Defence Minister of Provisional Revolutionary Government of the Republic of South Vietnam
- In office 1969–1976
- Prime Minister: Huỳnh Tấn Phát
- Preceded by: Office established
- Succeeded by: Office merged

Personal details
- Born: Trần Khuy 6 January 1912 Mộ Đức, Quảng Ngãi, Annam (French protectorate)
- Died: 10 May 2009 (aged 97) Hà Nội, Việt Nam
- Party: Communist Party of Vietnam
- Awards: Gold Star Order Ho Chi Minh Order
- Nickname(s): Trần Lương, Hai Hậu

Military service
- Allegiance: Democratic Republic of Vietnam and later Republic of South Vietnam
- Branch/service: People's Army of Vietnam
- Rank: Colonel General
- Battles/wars: First Indochina War; Vietnam War;

= Trần Nam Trung =

Vietnamese general

Trần Nam Trung (born Trần Khuy) (1912-2009) was a colonel-general in the People's Army of Vietnam active during the First Indochina War and Vietnam War. He was the unique Defence Minister of Provisional Revolutionary Government of the Republic of South Vietnam.

==Early years==
Trần Nam Trung was born Trần Khuy in a peasant family in Mộ Đức district, Quảng Ngãi province of the Annam Protectorate, French Indochina in 1912. He joined the Communist Party of Annam in 1927, then the Indochinese Communist Party in 1931.

==Career==
After Ba Tơ uprising, Trần Nam Trung was appointed to Secretary of the Quảng Ngãi-Bình Định Provincial Party Committee.

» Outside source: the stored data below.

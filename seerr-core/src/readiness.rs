//! Bounded wait for a collaborator to become ready.

use std::future::Future;
use std::time::Duration;

use seerr_config::{ReadinessBackoff, ReadinessConfig};
use tracing::debug;

use crate::error::DiscoveryError;

#[derive(Debug, Clone, Copy, PartialEq)]
pub enum Backoff {
    Fixed,
    Exponential { factor: f64, max_interval: Duration },
}

#[derive(Debug, Clone, Copy, PartialEq)]
pub struct ReadinessPolicy {
    pub max_attempts: u32,
    pub interval: Duration,
    pub backoff: Backoff,
}

impl Default for ReadinessPolicy {
    fn default() -> Self {
        Self::from(&ReadinessConfig::default())
    }
}

impl From<&ReadinessConfig> for ReadinessPolicy {
    fn from(config: &ReadinessConfig) -> Self {
        let backoff = match config.backoff {
            ReadinessBackoff::Fixed => Backoff::Fixed,
            ReadinessBackoff::Exponential => Backoff::Exponential {
                factor: config.factor,
                max_interval: config.max_interval,
            },
        };
        Self {
            max_attempts: config.max_attempts,
            interval: config.interval,
            backoff,
        }
    }
}

impl ReadinessPolicy {
    /// Pause after the given failed attempt (1-based).
    pub fn delay_after(&self, attempt: u32) -> Duration {
        match self.backoff {
            Backoff::Fixed => self.interval,
            Backoff::Exponential {
                factor,
                max_interval,
            } => {
                let exponent = attempt.saturating_sub(1).min(32) as i32;
                let scaled = self.interval.as_secs_f64() * factor.max(1.0).powi(exponent);
                Duration::try_from_secs_f64(scaled)
                    .unwrap_or(max_interval)
                    .min(max_interval)
            }
        }
    }
}

/// Poll `probe` until it reports ready, at most `policy.max_attempts` times.
pub async fn wait_until_ready<F, Fut>(
    policy: &ReadinessPolicy,
    mut probe: F,
) -> Result<u32, DiscoveryError>
where
    F: FnMut() -> Fut,
    Fut: Future<Output = bool>,
{
    let attempts = policy.max_attempts.max(1);
    for attempt in 1..=attempts {
        if probe().await {
            debug!(attempt, "ready");
            return Ok(attempt);
        }
        if attempt < attempts {
            tokio::time::sleep(policy.delay_after(attempt)).await;
        }
    }
    Err(DiscoveryError::NotReady { attempts })
}
use std::{path::PathBuf, sync::Arc};

use anyhow::Context;
use clap::Parser;
use seerr_config::{ConfigLoad, ConfigLoader};
use seerr_core::{
    JellyseerrGateway, ReadinessPolicy, UpstreamGateway, wait_until_ready,
};
use seerr_server::{AppState, create_app, infra::telemetry};
use tracing::{info, warn};

/// CLI entry point
#[derive(Parser, Debug)]
#[command(name = "seerr-server")]
#[command(about = "Discover titles missing from your library through Jellyseerr")]
struct Cli {
    /// Server port (overrides config)
    #[arg(short, long)]
    port: Option<u16>,

    /// Server host (overrides config)
    #[arg(long)]
    host: Option<String>,

    /// Path to a TOML configuration file
    #[arg(short, long)]
    config: Option<PathBuf>,
}

#[tokio::main]
async fn main() -> anyhow::Result<()> {
    let cli = Cli::parse();

    let mut loader = ConfigLoader::new();
    if let Some(path) = cli.config {
        loader = loader.with_config_path(path);
    }
    let ConfigLoad {
        mut config,
        warnings,
    } = loader.load().context("failed to load configuration")?;

    if let Some(port) = cli.port {
        config.server.port = port;
    }
    if let Some(host) = cli.host {
        config.server.host = host;
    }

    telemetry::init_tracing(config.discovery.debug_mode);

    if config.metadata.env_file_loaded {
        info!("loaded .env file");
    }
    if let Some(path) = config.metadata.config_path.as_ref() {
        info!(path = %path.display(), "configuration file loaded");
    }
    for warning in warnings.iter() {
        match &warning.hint {
            Some(hint) => {
                warn!(message = %warning.message, hint = %hint, "configuration warning")
            }
            None => warn!(message = %warning.message, "configuration warning"),
        }
    }

    let config = Arc::new(config);
    let gateway: Arc<dyn UpstreamGateway> = Arc::new(
        JellyseerrGateway::new(&config.upstream)
            .context("failed to build upstream HTTP client")?,
    );

    if gateway.is_configured() {
        let policy = ReadinessPolicy::from(&config.readiness);
        let probe = gateway.clone();
        let ready = wait_until_ready(&policy, || {
            let gateway = probe.clone();
            async move { gateway.test_connection().await.is_ok() }
        })
        .await;
        match ready {
            Ok(attempt) => info!(attempt, "upstream reachable"),
            Err(err) => {
                warn!(error = %err, "upstream not reachable yet; serving anyway")
            }
        }
    } else {
        warn!("no upstream URL configured; discovery requests will fail");
    }

    let app = create_app(AppState::new(config.clone(), gateway));
    let addr = config.server.bind_address();
    let listener = tokio::net::TcpListener::bind(&addr)
        .await
        .with_context(|| format!("failed to bind {addr}"))?;

    info!(
        address = %addr,
        enabled = config.discovery.enabled,
        "starting Seerr discovery server"
    );
    axum::serve(listener, app).await?;

    Ok(())
}
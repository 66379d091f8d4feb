use tracing_subscriber::{layer::SubscriberExt, util::SubscriberInitExt};

const DEFAULT_FILTER: &str = "info,seerr_core=info,tower_http=warn";
const DEBUG_FILTER: &str =
    "info,seerr_core=debug,seerr_server=debug,seerr_config=debug,tower_http=info";

/// Filter used when `RUST_LOG` is unset.
pub fn default_filter(debug_mode: bool) -> &'static str {
    if debug_mode { DEBUG_FILTER } else { DEFAULT_FILTER }
}

/// Install the global subscriber. `RUST_LOG` wins over `debug_mode`.
pub fn init_tracing(debug_mode: bool) {
    tracing_subscriber::registry()
        .with(
            tracing_subscriber::EnvFilter::try_from_default_env()
                .unwrap_or_else(|_| default_filter(debug_mode).into()),
        )
        .with(tracing_subscriber::fmt::layer())
        .init();
}
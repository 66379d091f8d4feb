use axum::{Json, extract::State};

use crate::dto::{ClientConfigResponse, HealthResponse};
use crate::infra::app_state::AppState;

/// Always 200; upstream problems are reported in the body.
pub async fn health_handler(State(state): State<AppState>) -> Json<HealthResponse> {
    Json(state.discovery.health().await.into())
}

pub async fn client_config_handler(
    State(state): State<AppState>,
) -> Json<ClientConfigResponse> {
    Json(ClientConfigResponse::from(state.config()))
}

After August uprising, he held the position of political commissar of War Zone 5 and Buôn Hồ-An Khê front.

Since 1976, Trần Nam Trung left military, was appointed to Chief of Government Inspectorate and kept the position till he retired in 1982. He was promoted to Major General in 1962, and Colonel General in 1974.